Royal Edinburgh Hospital Phase 1
erz Landscape Architects were commissioned as part of the multi-disciplinary design team to prepare the master-plan for the redevelopment of the Royal Edinburgh Hospital campus in Morningside, Edinburgh and subsequently to design and oversee delivery of the first two phases of the project.
The first phase was completed in 2016 and is a £40 million, 50 hectare, acute mental health and brain injury facility. There is growing evidence that access or even a visual connection to the external environment can have a significant positive impact on mental health and recovery. In response to this the buildings are principally single storey with all bedrooms located on the ground floor. The seven wards are organised around a total of twenty courtyards and the ambition was to create a hospital environment where there was always a direct visual connection between the building users and the external landscape.
Each courtyard is contained within the building footprint (open to the sky only), with the internal circulation routes wrapping round the courtyards. This improves the visibility and surveillance of the external spaces whilst also improving the legibility and orientation of the building for patients and staff. Day spaces within each ward typically open to one edge of each courtyard to enable an easy indoor / outdoor transition and barrier free access for patients to a secure external environment.
Each ward is focused on a particular patient group, these include acute mental health, IPCU, older people’s mental health and brain Injury. The courtyard spaces essentially create a new realm of clinical and therapeutic space that complements the internal ward areas.

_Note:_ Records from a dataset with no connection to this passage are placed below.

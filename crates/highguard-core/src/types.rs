//! Fundamental identifier and distance types.

use serde::{Deserialize, Serialize};

/// Unique identifier for a combat session.
#[derive(
    Debug, Clone, Copy, PartialEq, Eq, Hash, PartialOrd, Ord, Serialize, Deserialize,
)]
pub struct SessionId(pub u64);

/// Unique identifier for a combatant (one party in a session).
#[derive(
    Debug, Clone, Copy, PartialEq, Eq, Hash, PartialOrd, Ord, Serialize, Deserialize,
)]
pub struct CombatantId(pub u32);

/// Ordinal distance category between the two ships.
///
/// Bands derive attack modifiers and drive missile closure: a missile in
/// flight closes one band per round until it reaches `Adjacent`.
#[derive(
    Debug, Clone, Copy, Default, PartialEq, Eq, PartialOrd, Ord, Hash, Serialize, Deserialize,
)]
pub enum RangeBand {
    Adjacent,
    Close,
    #[default]
    Short,
    Medium,
    Long,
    VeryLong,
    Distant,
}

impl RangeBand {
    /// All bands, nearest first.
    pub const ALL: [RangeBand; 7] = [
        RangeBand::Adjacent,
        RangeBand::Close,
        RangeBand::Short,
        RangeBand::Medium,
        RangeBand::Long,
        RangeBand::VeryLong,
        RangeBand::Distant,
    ];

    /// One band closer to `Adjacent` (saturating).
    pub fn closer(self) -> RangeBand {
        match self {
            RangeBand::Adjacent => RangeBand::Adjacent,
            RangeBand::Close => RangeBand::Adjacent,
            RangeBand::Short => RangeBand::Close,
            RangeBand::Medium => RangeBand::Short,
            RangeBand::Long => RangeBand::Medium,
            RangeBand::VeryLong => RangeBand::Long,
            RangeBand::Distant => RangeBand::VeryLong,
        }
    }

    /// Number of bands between this band and `Adjacent`.
    pub fn bands_to_adjacent(self) -> u32 {
        match self {
            RangeBand::Adjacent => 0,
            RangeBand::Close => 1,
            RangeBand::Short => 2,
            RangeBand::Medium => 3,
            RangeBand::Long => 4,
            RangeBand::VeryLong => 5,
            RangeBand::Distant => 6,
        }
    }

    /// Whether this band is `Long` or farther out.
    pub fn is_long_or_farther(self) -> bool {
        self >= RangeBand::Long
    }
}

Parking, drop off and vehicular access have been carefully planned to separate pedestrian and vehicular traffic, integrate with the proposed master-plan and also to address the existing problems with parking management on the urban hospital site. The building is laid out to ensure that NHS Facilities Management can access the building with minimal overlap with the public.
Pedestrian routes have all been carefully considered to provide direct, safe and legible access routes to and from the buildings and out into the wider campus. This includes public realm improvements at the site and building entrances, street tree planting and the implementation of a shared surface cycle path.
Surrounding the phase one buildings, key elements of the estate landscape have been protected and reinforced. Notably the orchard (one of the few remaining large, long standing orchards in urban Scotland) has been retained and opened up as a usable space for patients and visitors.